Cherry blossoms, known as sakura in Japanese, are one of the most famous flowers in Japan (Fig. 1). When winter comes to an end and temperatures begin to rise, sakura start budding. When sakura are in full bloom, Japanese know that spring has arrived. Alongside the weather forecast on TV, you can also see “Sakura kaika zensen,” the cherry blossom forecast. Because the blooms of this tiny flower only last for a short time, most Japanese watch this forecast with great interest and anticipation. They prepare for a traditional event called “Hanami” to see these beautiful, short-lived sakura blooms and also to enjoy drinking alcohol beneath the sakura trees. Spring is an exciting time in Japan.
Figure 1. Sakura in full bloom in spring.

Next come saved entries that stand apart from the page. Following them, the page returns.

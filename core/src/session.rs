//! Per-user session context.
//!
//! Operations that depend on who is acting take a [`Session`] explicitly
//! instead of consulting a process-wide flag. Identity is whatever the client
//! claims: there is no authentication, so `user_id` is trusted as supplied.

use serde::{Deserialize, Serialize};

/// User id used by the portal when nobody has identified themselves.
pub const GUEST_USER_ID: &str = "current-user-id";

/// Display name used by the portal when nobody has identified themselves.
pub const GUEST_USERNAME: &str = "Current User";

/// Who is acting, and with which privileges.
#[derive(Clone, Debug, PartialEq, Eq, Serialize, Deserialize)]
pub struct Session {
    /// Opaque user identity, used as the RSVP ledger key
    pub user_id: String,
    /// Display label copied into RSVPs, replies and topics
    pub username: String,
    /// Whether the user may post or remove announcements and threads
    pub is_admin: bool,
}

impl Session {
    /// A regular member session.
    #[must_use]
    pub fn member(user_id: impl Into<String>, username: impl Into<String>) -> Self {
        Self {
            user_id: user_id.into(),
            username: username.into(),
            is_admin: false,
        }
    }

    /// An administrator session.
    #[must_use]
    pub fn admin(user_id: impl Into<String>, username: impl Into<String>) -> Self {
        Self {
            is_admin: true,
            ..Self::member(user_id, username)
        }
    }

    /// The anonymous browser session.
    #[must_use]
    pub fn guest() -> Self {
        Self::member(GUEST_USER_ID, GUEST_USERNAME)
    }
}

impl Default for Session {
    fn default() -> Self {
        Self::guest()
    }
}

#[cfg(test)]
mod tests {
    use super::*;

    #[test]
    fn guest_is_not_admin() {
        let session = Session::guest();
        assert_eq!(session.user_id, GUEST_USER_ID);
        assert_eq!(session.username, GUEST_USERNAME);
        assert!(!session.is_admin);
    }

    #[test]
    fn admin_keeps_identity() {
        let session = Session::admin("a1", "Admin");
        assert!(session.is_admin);
        assert_eq!(session.user_id, "a1");
    }
}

Not only humans, but also plants and animals become more active in the spring. Most plants sprout new leaves, and birds and insects become more active. But how do plants and animals sense and adapt to seasonal changes? This is one of the main questions in our lab headed by Prof. Takashi Yoshimura. Previously, we used Japanese quail (Coturnix japonica) to address questions of seasonality. Because its reproductive state changes drastically between seasons, quail is an ideal model to study seasonal adaptation. Our lab has identified the mechanism of how quail sense spring in the brain and start breeding. We and others have also shown that a similar signaling pathway exists in other seasonal breeders, including mammals and big fish. Although quail is a great model to study seasonality, there are limited genetic resources, and it is nearly impossible to manipulate its genes.
Because of all the fantastic genomic resources for Japanese medaka (Oryzias latipes), especially in Japan, our lab started using this fish to study seasonality (Fig. 2). One big advantage of medaka is that genome editing is firmly established, so we can easily make knockout medaka. In addition, our lab is located in the National Institute for Basic Biology (NIBB), which is the primary resource center in Japan for all things related to medaka.
Figure 2. Japanese medaka Oryzias latipes.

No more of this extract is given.